Among the entries below, find the lines with "strings" and copy them.
─── GIVEN RECORDS
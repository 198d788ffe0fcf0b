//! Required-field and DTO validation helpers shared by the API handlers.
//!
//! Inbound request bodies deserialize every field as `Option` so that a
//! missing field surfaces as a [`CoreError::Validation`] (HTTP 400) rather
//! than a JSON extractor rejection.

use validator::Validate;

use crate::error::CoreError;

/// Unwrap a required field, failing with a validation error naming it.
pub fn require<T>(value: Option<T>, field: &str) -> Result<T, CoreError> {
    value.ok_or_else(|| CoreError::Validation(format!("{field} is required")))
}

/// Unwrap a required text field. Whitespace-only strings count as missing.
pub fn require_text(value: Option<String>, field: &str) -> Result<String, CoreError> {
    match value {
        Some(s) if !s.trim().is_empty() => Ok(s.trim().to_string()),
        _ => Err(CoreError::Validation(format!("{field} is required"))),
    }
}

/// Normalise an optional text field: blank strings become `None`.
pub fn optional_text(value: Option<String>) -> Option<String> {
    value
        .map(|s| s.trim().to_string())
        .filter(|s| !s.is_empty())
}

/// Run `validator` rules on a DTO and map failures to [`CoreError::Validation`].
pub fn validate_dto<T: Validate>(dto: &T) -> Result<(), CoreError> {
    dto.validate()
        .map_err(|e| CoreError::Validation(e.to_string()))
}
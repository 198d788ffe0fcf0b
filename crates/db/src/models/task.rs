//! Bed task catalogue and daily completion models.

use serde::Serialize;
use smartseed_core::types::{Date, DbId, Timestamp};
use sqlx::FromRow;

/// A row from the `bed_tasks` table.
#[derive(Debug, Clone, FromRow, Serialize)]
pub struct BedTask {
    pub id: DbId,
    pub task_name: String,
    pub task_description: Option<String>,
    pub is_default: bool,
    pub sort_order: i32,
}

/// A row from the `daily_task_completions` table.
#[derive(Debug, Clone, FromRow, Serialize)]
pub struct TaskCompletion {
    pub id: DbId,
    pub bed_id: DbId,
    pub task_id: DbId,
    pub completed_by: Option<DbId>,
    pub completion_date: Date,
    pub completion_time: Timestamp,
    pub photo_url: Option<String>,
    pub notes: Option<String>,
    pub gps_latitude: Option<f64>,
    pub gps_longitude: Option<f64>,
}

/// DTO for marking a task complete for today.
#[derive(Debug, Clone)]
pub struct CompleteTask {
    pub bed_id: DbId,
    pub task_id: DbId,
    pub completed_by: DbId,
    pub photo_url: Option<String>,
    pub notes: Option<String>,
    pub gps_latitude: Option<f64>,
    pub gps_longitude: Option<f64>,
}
──────
#### WRITTEN ANSWER
/// Unwrap a required text field. Whitespace-only strings count as missing.
/// Normalise an optional text field: blank strings become `None`.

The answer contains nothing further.